▶ **Data for analysis**:
___
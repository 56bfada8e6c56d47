//! HTTP handlers for browsing how-tos and running the upload workflow.
//!
//! An upload is two requests: `POST /uploads` reserves an id (its status is
//! observable from then on), `POST /uploads/{id}` sends the multipart form.

use crate::{
    errors::AppError,
    models::{
        file_meta::FileInput,
        howto::{Howto, HowtoFormInput, HowtoValues, slugify},
        upload_status::UploadStatus,
    },
    services::howto_store::HowtoError,
    state::AppState,
};
use axum::{
    Json,
    extract::{Multipart, Path, Query, State, multipart::Field},
    http::{HeaderMap, StatusCode},
    response::IntoResponse,
};
use serde::{Deserialize, Serialize};
use std::collections::BTreeMap;
use tracing::info;

/// Header carrying the owner reference stamped on new how-tos.
pub const USER_HEADER: &str = "x-user-id";
const ANONYMOUS: &str = "anonymous";

#[derive(Debug, Deserialize)]
pub struct SlugCheckQuery {
    pub title: String,
}

#[derive(Debug, Serialize, Deserialize)]
pub struct SlugCheck {
    pub slug: String,
    pub unique: bool,
    pub message: Option<String>,
}

#[derive(Debug, Serialize, Deserialize)]
pub struct GeneratedId {
    pub id: String,
}

/// `GET /howtos`: newest first.
pub async fn list_howtos(State(state): State<AppState>) -> Result<Json<Vec<Howto>>, AppError> {
    Ok(Json(state.howtos.get_doc_list().await?))
}

/// `GET /howtos/{slug}`
pub async fn get_howto(
    State(state): State<AppState>,
    Path(slug): Path<String>,
) -> Result<Json<Howto>, AppError> {
    state
        .howtos
        .get_doc_by_slug(&slug)
        .await?
        .map(Json)
        .ok_or_else(|| AppError::not_found(format!("how-to `{}` not found", slug)))
}

/// `GET /slug-check?title=`: a taken slug is reported, not rejected.
pub async fn check_slug(
    State(state): State<AppState>,
    Query(q): Query<SlugCheckQuery>,
) -> Result<Json<SlugCheck>, AppError> {
    let slug = slugify(&q.title);
    match state.howtos.validate_title(&q.title).await {
        Ok(slug) => Ok(Json(SlugCheck {
            slug,
            unique: true,
            message: None,
        })),
        Err(HowtoError::Validation(message)) if !slug.is_empty() => Ok(Json(SlugCheck {
            slug,
            unique: false,
            message: Some(message),
        })),
        Err(err) => Err(err.into()),
    }
}

/// `POST /uploads`
pub async fn create_upload_id(State(state): State<AppState>) -> impl IntoResponse {
    let id = state.howtos.generate_id();
    (StatusCode::CREATED, Json(GeneratedId { id }))
}

/// `GET /uploads/{id}/status`
pub async fn upload_status(
    State(state): State<AppState>,
    Path(id): Path<String>,
) -> Result<Json<UploadStatus>, AppError> {
    state
        .howtos
        .upload_status(&id)
        .map(Json)
        .ok_or_else(|| AppError::not_found(format!("upload `{}` not found", id)))
}

/// `POST /uploads/{id}`: multipart form with a JSON `values` part, one
/// `cover_image`, any number of `files` and `steps.{n}.images` parts.
pub async fn upload_howto(
    State(state): State<AppState>,
    Path(id): Path<String>,
    headers: HeaderMap,
    mut multipart: Multipart,
) -> Result<impl IntoResponse, AppError> {
    if state.howtos.upload_status(&id).is_none() {
        return Err(AppError::not_found(format!("upload `{}` not found", id)));
    }
    let owner = headers
        .get(USER_HEADER)
        .and_then(|v| v.to_str().ok())
        .map(str::trim)
        .filter(|v| !v.is_empty())
        .unwrap_or(ANONYMOUS)
        .to_string();

    let form = read_submission(&mut multipart).await?.into_form()?;
    state.howtos.is_slug_unique(&form.slug).await?;

    let howto = state.howtos.upload_howto(form, &id, &owner).await?;
    info!(howto_id = %id, slug = %howto.slug, "how-to published");
    Ok((StatusCode::CREATED, Json(howto)))
}

#[derive(Default)]
struct Submission {
    values: Option<HowtoValues>,
    cover_image: Option<FileInput>,
    step_images: BTreeMap<usize, Vec<FileInput>>,
    files: Vec<FileInput>,
}

impl Submission {
    fn into_form(self) -> Result<HowtoFormInput, AppError> {
        let values = self
            .values
            .ok_or_else(|| AppError::bad_request("missing `values` part"))?;
        let cover_image = self
            .cover_image
            .ok_or_else(|| AppError::bad_request("missing `cover_image` part"))?;

        let step_count = values.steps.len();
        let mut step_images = vec![Vec::new(); step_count];
        for (index, images) in self.step_images {
            let slot = step_images.get_mut(index).ok_or_else(|| {
                AppError::bad_request(format!(
                    "images sent for step {} but only {} steps were submitted",
                    index, step_count
                ))
            })?;
            *slot = images;
        }

        Ok(values.into_form(cover_image, step_images, self.files))
    }
}

async fn read_submission(multipart: &mut Multipart) -> Result<Submission, AppError> {
    let mut submission = Submission::default();

    while let Some(field) = multipart
        .next_field()
        .await
        .map_err(|err| AppError::bad_request(err.to_string()))?
    {
        let name = field.name().unwrap_or_default().to_string();
        match name.as_str() {
            "values" => {
                let text = field
                    .text()
                    .await
                    .map_err(|err| AppError::bad_request(err.to_string()))?;
                let values = serde_json::from_str(&text)
                    .map_err(|err| AppError::bad_request(format!("invalid `values`: {}", err)))?;
                submission.values = Some(values);
            }
            "cover_image" => {
                if submission.cover_image.is_some() {
                    return Err(AppError::bad_request("more than one `cover_image` part"));
                }
                submission.cover_image = Some(read_file(field).await?);
            }
            "files" => submission.files.push(read_file(field).await?),
            other => match step_index(other) {
                Some(index) => submission
                    .step_images
                    .entry(index)
                    .or_default()
                    .push(read_file(field).await?),
                None => {
                    return Err(AppError::bad_request(format!(
                        "unexpected form field `{}`",
                        other
                    )));
                }
            },
        }
    }

    Ok(submission)
}

async fn read_file(field: Field<'_>) -> Result<FileInput, AppError> {
    let field_name = field.name().unwrap_or_default().to_string();
    let name = field
        .file_name()
        .map(str::to_string)
        .filter(|name| !name.is_empty())
        .ok_or_else(|| AppError::bad_request(format!("`{}` part has no file name", field_name)))?;
    let content_type = field.content_type().map(str::to_string);
    let data = field
        .bytes()
        .await
        .map_err(|err| AppError::bad_request(err.to_string()))?;

    Ok(FileInput::new(name, content_type, data))
}

/// `steps.{n}.images` -> `n`
fn step_index(field_name: &str) -> Option<usize> {
    field_name
        .strip_prefix("steps.")?
        .strip_suffix(".images")?
        .parse()
        .ok()
}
___
▶ **Action item**: Set down each entry exactly, leaving none out.

▶ **Response for this exercise**:
repository 56bfada8e6c56d47
//! HTTP handlers for browsing how-tos and running the upload workflow.
//!
//! An upload is two requests: `POST /uploads` reserves an id (its status is
//! observable from then on), `POST /uploads/{id}` sends the multipart form.

use crate::{
    errors::AppError,
    models::{
        file_meta::FileInput,
        howto::{Howto, HowtoFormInput, HowtoValues, slugify},
        upload_status::UploadStatus,
    },
    services::howto_store::HowtoError,
    state::AppState,
};
use axum::{
    Json,
    extract::{Multipart, Path, Query, State, multipart::Field},
    http::{HeaderMap, StatusCode},
    response::IntoResponse,
};
use serde::{Deserialize, Serialize};
use std::collections::BTreeMap;
use tracing::info;

/// Header carrying the owner reference stamped on new how-tos.
pub const USER_HEADER: &str = "x-user-id";
const ANONYMOUS: &str = "anonymous";

#[derive(Debug, Deserialize)]
pub struct SlugCheckQuery {
    pub title: String,
}

#[derive(Debug, Serialize, Deserialize)]
pub struct SlugCheck {
    pub slug: String,
    pub unique: bool,
    pub message: Option<String>,
}

#[derive(Debug, Serialize, Deserialize)]
pub struct GeneratedId {
    pub id: String,
}

/// `GET /howtos`: newest first.
pub async fn list_howtos(State(state): State<AppState>) -> Result<Json<Vec<Howto>>, AppError> {
    Ok(Json(state.howtos.get_doc_list().await?))
}

/// `GET /howtos/{slug}`
pub async fn get_howto(
    State(state): State<AppState>,
    Path(slug): Path<String>,
) -> Result<Json<Howto>, AppError> {
    state
        .howtos
        .get_doc_by_slug(&slug)
        .await?
        .map(Json)
        .ok_or_else(|| AppError::not_found(format!("how-to `{}` not found", slug)))
}

/// `GET /slug-check?title=`: a taken slug is reported, not rejected.
pub async fn check_slug(
    State(state): State<AppState>,
    Query(q): Query<SlugCheckQuery>,
) -> Result<Json<SlugCheck>, AppError> {
    let slug = slugify(&q.title);
    match state.howtos.validate_title(&q.title).await {
        Ok(slug) => Ok(Json(SlugCheck {
            slug,
            unique: true,
            message: None,
        })),
        Err(HowtoError::Validation(message)) if !slug.is_empty() => Ok(Json(SlugCheck {
            slug,
            unique: false,
            message: Some(message),
        })),
        Err(err) => Err(err.into()),
    }
}

/// `POST /uploads`
pub async fn create_upload_id(State(state): State<AppState>) -> impl IntoResponse {
    let id = state.howtos.generate_id();
    (StatusCode::CREATED, Json(GeneratedId { id }))
}

/// `GET /uploads/{id}/status`
pub async fn upload_status(
    State(state): State<AppState>,
    Path(id): Path<String>,
) -> Result<Json<UploadStatus>, AppError> {
    state
        .howtos
        .upload_status(&id)
        .map(Json)
        .ok_or_else(|| AppError::not_found(format!("upload `{}` not found", id)))
}

/// `POST /uploads/{id}`: multipart form with a JSON `values` part, one
/// `cover_image`, any number of `files` and `steps.{n}.images` parts.
pub async fn upload_howto(
    State(state): State<AppState>,
    Path(id): Path<String>,
    headers: HeaderMap,
    mut multipart: Multipart,
) -> Result<impl IntoResponse, AppError> {
    if state.howtos.upload_status(&id).is_none() {
        return Err(AppError::not_found(format!("upload `{}` not found", id)));
    }
    let owner = headers
        .get(USER_HEADER)
        .and_then(|v| v.to_str().ok())
        .map(str::trim)
        .filter(|v| !v.is_empty())
        .unwrap_or(ANONYMOUS)
        .to_string();

    let form = read_submission(&mut multipart).await?.into_form()?;
    state.howtos.is_slug_unique(&form.slug).await?;

    let howto = state.howtos.upload_howto(form, &id, &owner).await?;
    info!(howto_id = %id, slug = %howto.slug, "how-to published");
    Ok((StatusCode::CREATED, Json(howto)))
}

#[derive(Default)]
struct Submission {
    values: Option<HowtoValues>,
    cover_image: Option<FileInput>,
    step_images: BTreeMap<usize, Vec<FileInput>>,
    files: Vec<FileInput>,
}

impl Submission {
    fn into_form(self) -> Result<HowtoFormInput, AppError> {
        let values = self
            .values
            .ok_or_else(|| AppError::bad_request("missing `values` part"))?;
        let cover_image = self
            .cover_image
            .ok_or_else(|| AppError::bad_request("missing `cover_image` part"))?;

        let step_count = values.steps.len();
        let mut step_images = vec![Vec::new(); step_count];
        for (index, images) in self.step_images {
            let slot = step_images.get_mut(index).ok_or_else(|| {
                AppError::bad_request(format!(
                    "images sent for step {} but only {} steps were submitted",
                    index, step_count
                ))
            })?;
            *slot = images;
        }

        Ok(values.into_form(cover_image, step_images, self.files))
    }
}

async fn read_submission(multipart: &mut Multipart) -> Result<Submission, AppError> {
    let mut submission = Submission::default();

    while let Some(field) = multipart
        .next_field()
        .await
        .map_err(|err| AppError::bad_request(err.to_string()))?
    {
        let name = field.name().unwrap_or_default().to_string();
        match name.as_str() {
            "values" => {
                let text = field
                    .text()
                    .await
                    .map_err(|err| AppError::bad_request(err.to_string()))?;
                let values = serde_json::from_str(&text)
                    .map_err(|err| AppError::bad_request(format!("invalid `values`: {}", err)))?;
                submission.values = Some(values);
            }
            "cover_image" => {
                if submission.cover_image.is_some() {
                    return Err(AppError::bad_request("more than one `cover_image` part"));
                }
                submission.cover_image = Some(read_file(field).await?);
            }
            "files" => submission.files.push(read_file(field).await?),
            other => match step_index(other) {
                Some(index) => submission
                    .step_images
                    .entry(index)
                    .or_default()
                    .push(read_file(field).await?),
                None => {
                    return Err(AppError::bad_request(format!(
                        "unexpected form field `{}`",
                        other
                    )));
                }
            },
        }
    }

    Ok(submission)
}

async fn read_file(field: Field<'_>) -> Result<FileInput, AppError> {
    let field_name = field.name().unwrap_or_default().to_string();
    let name = field
        .file_name()
        .map(str::to_string)
        .filter(|name| !name.is_empty())
        .ok_or_else(|| AppError::bad_request(format!("`{}` part has no file name", field_name)))?;
    let content_type = field.content_type().map(str::to_string);
    let data = field
        .bytes()
        .await
        .map_err(|err| AppError::bad_request(err.to_string()))?;

    Ok(FileInput::new(name, content_type, data))
}

/// `steps.{n}.images` -> `n`
fn step_index(field_name: &str) -> Option<usize> {
    field_name
        .strip_prefix("steps.")?
        .strip_suffix(".images")?
        .parse()
        .ok()
}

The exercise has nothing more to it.